*WORK TO COMPLETE:* Could you copy out every line of the data where the word "false" occurs?

*SOURCE MATERIAL:*
::::::

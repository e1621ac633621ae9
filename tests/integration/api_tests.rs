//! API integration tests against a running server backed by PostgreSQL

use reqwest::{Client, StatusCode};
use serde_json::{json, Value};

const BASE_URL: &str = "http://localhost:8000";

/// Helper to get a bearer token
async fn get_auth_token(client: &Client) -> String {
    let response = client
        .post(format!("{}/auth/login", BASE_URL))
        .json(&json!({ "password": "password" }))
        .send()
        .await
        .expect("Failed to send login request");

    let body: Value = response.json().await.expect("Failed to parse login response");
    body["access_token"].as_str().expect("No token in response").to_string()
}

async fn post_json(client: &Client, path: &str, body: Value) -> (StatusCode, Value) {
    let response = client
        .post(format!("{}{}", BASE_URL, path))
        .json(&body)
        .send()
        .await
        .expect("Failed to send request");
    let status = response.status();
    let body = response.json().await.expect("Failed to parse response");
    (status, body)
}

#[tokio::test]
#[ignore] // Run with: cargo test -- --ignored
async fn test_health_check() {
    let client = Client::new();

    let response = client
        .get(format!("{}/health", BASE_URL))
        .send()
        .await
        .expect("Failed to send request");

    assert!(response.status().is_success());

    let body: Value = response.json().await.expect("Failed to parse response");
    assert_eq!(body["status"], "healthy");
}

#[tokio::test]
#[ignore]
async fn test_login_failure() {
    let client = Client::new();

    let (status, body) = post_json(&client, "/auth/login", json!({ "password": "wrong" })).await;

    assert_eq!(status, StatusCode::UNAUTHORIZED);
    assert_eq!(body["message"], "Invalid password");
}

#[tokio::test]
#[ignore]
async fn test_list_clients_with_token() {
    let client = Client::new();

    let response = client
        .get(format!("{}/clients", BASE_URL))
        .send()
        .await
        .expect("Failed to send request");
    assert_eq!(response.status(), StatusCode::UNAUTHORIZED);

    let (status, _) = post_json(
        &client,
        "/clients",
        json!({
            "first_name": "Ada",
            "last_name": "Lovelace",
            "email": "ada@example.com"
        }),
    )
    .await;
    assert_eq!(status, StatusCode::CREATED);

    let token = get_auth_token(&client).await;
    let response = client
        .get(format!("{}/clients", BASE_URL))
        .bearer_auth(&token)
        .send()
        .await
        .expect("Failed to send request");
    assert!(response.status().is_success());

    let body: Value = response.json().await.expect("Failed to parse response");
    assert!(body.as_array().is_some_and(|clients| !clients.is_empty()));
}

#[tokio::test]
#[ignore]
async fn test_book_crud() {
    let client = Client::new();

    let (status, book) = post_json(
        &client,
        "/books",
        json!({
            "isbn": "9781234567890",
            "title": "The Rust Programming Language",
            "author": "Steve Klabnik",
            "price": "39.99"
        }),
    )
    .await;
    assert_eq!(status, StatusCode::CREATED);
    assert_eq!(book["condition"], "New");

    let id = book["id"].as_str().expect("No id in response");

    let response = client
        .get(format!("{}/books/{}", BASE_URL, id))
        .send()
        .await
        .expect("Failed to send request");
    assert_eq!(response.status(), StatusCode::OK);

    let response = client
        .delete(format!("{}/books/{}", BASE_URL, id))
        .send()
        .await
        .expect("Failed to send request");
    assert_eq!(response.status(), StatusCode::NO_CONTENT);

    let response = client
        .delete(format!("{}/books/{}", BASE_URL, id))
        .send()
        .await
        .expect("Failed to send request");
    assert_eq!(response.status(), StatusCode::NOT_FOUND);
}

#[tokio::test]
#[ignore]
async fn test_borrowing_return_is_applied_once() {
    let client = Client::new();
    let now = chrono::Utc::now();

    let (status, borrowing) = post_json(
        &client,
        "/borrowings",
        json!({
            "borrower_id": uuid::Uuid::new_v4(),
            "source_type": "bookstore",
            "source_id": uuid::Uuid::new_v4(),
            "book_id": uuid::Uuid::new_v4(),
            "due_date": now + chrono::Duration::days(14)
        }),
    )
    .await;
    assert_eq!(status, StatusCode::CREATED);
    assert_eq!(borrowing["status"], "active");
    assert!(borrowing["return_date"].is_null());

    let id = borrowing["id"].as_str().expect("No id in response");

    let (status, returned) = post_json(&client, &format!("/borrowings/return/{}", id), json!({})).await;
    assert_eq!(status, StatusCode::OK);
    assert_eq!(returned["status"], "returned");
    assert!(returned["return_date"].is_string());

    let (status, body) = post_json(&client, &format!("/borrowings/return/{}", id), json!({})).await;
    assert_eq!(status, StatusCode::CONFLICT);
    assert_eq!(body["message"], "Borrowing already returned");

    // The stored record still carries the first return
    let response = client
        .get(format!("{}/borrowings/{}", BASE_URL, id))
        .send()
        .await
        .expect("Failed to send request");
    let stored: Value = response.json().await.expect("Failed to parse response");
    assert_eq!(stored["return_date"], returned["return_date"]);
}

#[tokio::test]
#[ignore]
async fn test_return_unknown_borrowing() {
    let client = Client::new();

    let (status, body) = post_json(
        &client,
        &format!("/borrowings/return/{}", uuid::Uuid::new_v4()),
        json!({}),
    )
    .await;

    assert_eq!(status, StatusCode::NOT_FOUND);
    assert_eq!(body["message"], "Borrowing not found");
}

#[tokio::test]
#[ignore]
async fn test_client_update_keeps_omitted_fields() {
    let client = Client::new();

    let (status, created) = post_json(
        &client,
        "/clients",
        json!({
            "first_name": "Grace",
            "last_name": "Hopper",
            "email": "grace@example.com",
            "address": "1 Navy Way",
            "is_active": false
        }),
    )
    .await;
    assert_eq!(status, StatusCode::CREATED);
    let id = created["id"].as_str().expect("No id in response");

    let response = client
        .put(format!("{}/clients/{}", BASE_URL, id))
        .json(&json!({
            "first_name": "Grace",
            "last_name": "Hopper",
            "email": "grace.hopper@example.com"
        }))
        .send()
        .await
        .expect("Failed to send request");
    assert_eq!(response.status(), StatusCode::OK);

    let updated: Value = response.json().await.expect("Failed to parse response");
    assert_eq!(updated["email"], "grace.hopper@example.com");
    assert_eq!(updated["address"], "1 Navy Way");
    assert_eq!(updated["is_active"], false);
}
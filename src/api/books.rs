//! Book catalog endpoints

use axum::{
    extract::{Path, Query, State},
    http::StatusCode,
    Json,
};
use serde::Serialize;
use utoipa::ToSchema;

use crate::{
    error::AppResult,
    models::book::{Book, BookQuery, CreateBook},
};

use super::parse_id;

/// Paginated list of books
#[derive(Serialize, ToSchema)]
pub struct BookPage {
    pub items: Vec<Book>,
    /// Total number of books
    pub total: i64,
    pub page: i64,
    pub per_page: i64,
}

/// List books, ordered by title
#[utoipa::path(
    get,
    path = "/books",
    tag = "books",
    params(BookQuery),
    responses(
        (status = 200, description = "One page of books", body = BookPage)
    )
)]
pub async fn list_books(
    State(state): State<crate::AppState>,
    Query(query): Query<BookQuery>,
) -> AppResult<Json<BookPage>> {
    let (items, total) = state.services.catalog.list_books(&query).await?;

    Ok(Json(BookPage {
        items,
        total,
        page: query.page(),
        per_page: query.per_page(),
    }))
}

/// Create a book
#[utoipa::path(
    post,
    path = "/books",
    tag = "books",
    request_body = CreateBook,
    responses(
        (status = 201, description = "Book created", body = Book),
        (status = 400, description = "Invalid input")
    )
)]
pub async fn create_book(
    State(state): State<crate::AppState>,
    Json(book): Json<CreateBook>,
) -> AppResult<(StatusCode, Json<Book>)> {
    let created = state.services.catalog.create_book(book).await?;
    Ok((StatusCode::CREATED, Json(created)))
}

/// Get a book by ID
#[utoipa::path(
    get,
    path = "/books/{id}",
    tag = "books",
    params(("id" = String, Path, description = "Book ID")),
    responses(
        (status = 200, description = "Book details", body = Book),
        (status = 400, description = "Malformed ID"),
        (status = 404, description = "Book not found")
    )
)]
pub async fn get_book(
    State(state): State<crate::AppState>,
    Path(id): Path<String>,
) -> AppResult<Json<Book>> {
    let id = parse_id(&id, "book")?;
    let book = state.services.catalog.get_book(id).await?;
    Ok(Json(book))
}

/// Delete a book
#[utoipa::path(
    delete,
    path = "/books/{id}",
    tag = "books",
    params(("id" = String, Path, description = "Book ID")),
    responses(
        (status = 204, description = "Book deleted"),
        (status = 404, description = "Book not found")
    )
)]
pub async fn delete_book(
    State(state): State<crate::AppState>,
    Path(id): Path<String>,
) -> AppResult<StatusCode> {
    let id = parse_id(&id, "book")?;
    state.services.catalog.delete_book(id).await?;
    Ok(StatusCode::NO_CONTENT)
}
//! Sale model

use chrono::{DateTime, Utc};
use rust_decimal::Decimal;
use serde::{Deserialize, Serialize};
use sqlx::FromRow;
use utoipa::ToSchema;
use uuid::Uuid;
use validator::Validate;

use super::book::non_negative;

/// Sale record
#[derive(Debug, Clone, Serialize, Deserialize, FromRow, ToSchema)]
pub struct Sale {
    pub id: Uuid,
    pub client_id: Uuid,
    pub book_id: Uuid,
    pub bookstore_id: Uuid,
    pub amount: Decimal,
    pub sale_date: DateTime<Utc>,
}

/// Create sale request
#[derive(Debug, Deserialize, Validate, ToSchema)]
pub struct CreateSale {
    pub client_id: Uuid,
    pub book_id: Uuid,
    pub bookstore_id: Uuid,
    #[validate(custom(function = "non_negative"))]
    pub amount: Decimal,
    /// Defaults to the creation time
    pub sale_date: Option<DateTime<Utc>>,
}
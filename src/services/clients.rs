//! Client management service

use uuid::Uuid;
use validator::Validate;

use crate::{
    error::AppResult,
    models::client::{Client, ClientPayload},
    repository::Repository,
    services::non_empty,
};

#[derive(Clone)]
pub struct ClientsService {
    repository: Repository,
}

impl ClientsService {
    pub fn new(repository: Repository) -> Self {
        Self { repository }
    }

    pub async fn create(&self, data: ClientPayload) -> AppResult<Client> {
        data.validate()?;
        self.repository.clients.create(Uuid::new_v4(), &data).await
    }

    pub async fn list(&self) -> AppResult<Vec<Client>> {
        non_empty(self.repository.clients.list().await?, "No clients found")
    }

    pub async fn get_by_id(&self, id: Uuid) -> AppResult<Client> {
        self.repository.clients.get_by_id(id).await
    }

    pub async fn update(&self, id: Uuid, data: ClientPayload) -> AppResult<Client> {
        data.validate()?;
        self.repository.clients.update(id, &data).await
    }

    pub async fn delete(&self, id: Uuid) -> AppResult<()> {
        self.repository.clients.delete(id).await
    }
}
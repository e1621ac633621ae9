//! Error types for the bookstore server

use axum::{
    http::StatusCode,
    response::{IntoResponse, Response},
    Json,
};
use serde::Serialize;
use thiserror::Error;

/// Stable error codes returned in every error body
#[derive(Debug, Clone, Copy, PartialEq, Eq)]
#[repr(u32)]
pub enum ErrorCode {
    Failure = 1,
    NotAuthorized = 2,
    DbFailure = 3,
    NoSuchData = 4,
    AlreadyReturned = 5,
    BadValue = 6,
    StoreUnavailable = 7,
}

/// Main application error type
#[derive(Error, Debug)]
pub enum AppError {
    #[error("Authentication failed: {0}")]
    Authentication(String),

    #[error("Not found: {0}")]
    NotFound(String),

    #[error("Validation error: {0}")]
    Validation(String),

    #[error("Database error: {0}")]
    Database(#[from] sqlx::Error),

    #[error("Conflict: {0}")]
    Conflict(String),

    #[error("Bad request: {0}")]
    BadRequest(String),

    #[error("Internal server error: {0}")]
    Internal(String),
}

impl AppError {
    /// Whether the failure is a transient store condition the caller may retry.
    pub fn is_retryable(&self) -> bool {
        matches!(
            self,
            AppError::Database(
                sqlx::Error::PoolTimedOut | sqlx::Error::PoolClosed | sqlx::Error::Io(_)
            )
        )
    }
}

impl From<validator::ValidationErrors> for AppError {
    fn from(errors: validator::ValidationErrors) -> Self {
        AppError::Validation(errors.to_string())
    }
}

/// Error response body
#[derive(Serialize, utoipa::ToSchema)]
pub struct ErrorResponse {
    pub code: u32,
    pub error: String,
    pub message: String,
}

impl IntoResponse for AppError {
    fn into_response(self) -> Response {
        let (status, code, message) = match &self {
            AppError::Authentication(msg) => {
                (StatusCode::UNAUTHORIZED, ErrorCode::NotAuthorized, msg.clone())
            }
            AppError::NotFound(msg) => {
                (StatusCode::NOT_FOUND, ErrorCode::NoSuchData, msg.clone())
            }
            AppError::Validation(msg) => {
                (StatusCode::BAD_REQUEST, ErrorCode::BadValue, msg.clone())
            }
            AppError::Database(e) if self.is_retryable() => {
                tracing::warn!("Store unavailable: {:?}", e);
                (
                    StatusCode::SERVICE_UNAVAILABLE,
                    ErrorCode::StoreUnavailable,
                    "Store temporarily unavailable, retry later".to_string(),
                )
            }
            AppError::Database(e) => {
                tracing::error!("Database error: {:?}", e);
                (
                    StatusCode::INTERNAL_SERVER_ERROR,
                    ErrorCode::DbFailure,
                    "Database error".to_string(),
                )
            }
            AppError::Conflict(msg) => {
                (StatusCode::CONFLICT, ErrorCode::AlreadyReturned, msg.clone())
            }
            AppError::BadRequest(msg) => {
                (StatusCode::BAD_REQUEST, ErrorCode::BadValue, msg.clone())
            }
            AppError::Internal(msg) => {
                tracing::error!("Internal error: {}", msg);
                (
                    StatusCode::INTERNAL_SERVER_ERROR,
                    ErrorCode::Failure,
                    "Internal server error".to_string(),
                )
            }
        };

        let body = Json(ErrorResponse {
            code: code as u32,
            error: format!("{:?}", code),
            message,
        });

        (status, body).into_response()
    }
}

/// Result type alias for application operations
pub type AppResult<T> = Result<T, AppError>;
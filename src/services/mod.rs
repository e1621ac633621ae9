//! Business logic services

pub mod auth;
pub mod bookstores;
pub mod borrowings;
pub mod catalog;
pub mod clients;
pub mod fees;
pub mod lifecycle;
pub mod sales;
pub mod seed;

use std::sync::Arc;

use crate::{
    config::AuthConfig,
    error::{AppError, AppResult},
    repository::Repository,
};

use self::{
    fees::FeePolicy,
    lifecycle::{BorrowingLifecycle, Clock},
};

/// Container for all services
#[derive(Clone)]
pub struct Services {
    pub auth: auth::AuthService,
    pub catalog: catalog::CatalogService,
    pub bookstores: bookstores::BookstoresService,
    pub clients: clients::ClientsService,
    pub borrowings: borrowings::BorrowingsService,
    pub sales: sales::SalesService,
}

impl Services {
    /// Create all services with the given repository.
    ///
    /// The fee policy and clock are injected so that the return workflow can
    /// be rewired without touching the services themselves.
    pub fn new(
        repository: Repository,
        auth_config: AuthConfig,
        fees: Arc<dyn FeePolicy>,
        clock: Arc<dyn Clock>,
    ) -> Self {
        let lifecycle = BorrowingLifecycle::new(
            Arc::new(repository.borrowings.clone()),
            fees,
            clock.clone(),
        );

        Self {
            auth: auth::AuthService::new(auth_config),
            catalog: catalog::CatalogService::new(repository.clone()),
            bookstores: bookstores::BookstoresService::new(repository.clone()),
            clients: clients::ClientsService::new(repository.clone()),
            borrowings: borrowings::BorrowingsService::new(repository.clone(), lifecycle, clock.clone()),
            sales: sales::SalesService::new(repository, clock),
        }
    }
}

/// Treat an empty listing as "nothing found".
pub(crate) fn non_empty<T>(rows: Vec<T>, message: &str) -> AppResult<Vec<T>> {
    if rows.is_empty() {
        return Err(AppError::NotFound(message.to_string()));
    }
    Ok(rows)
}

::::::

*OUTPUT FOR THIS TASK:*
            "is_active": false
    assert_eq!(updated["is_active"], false);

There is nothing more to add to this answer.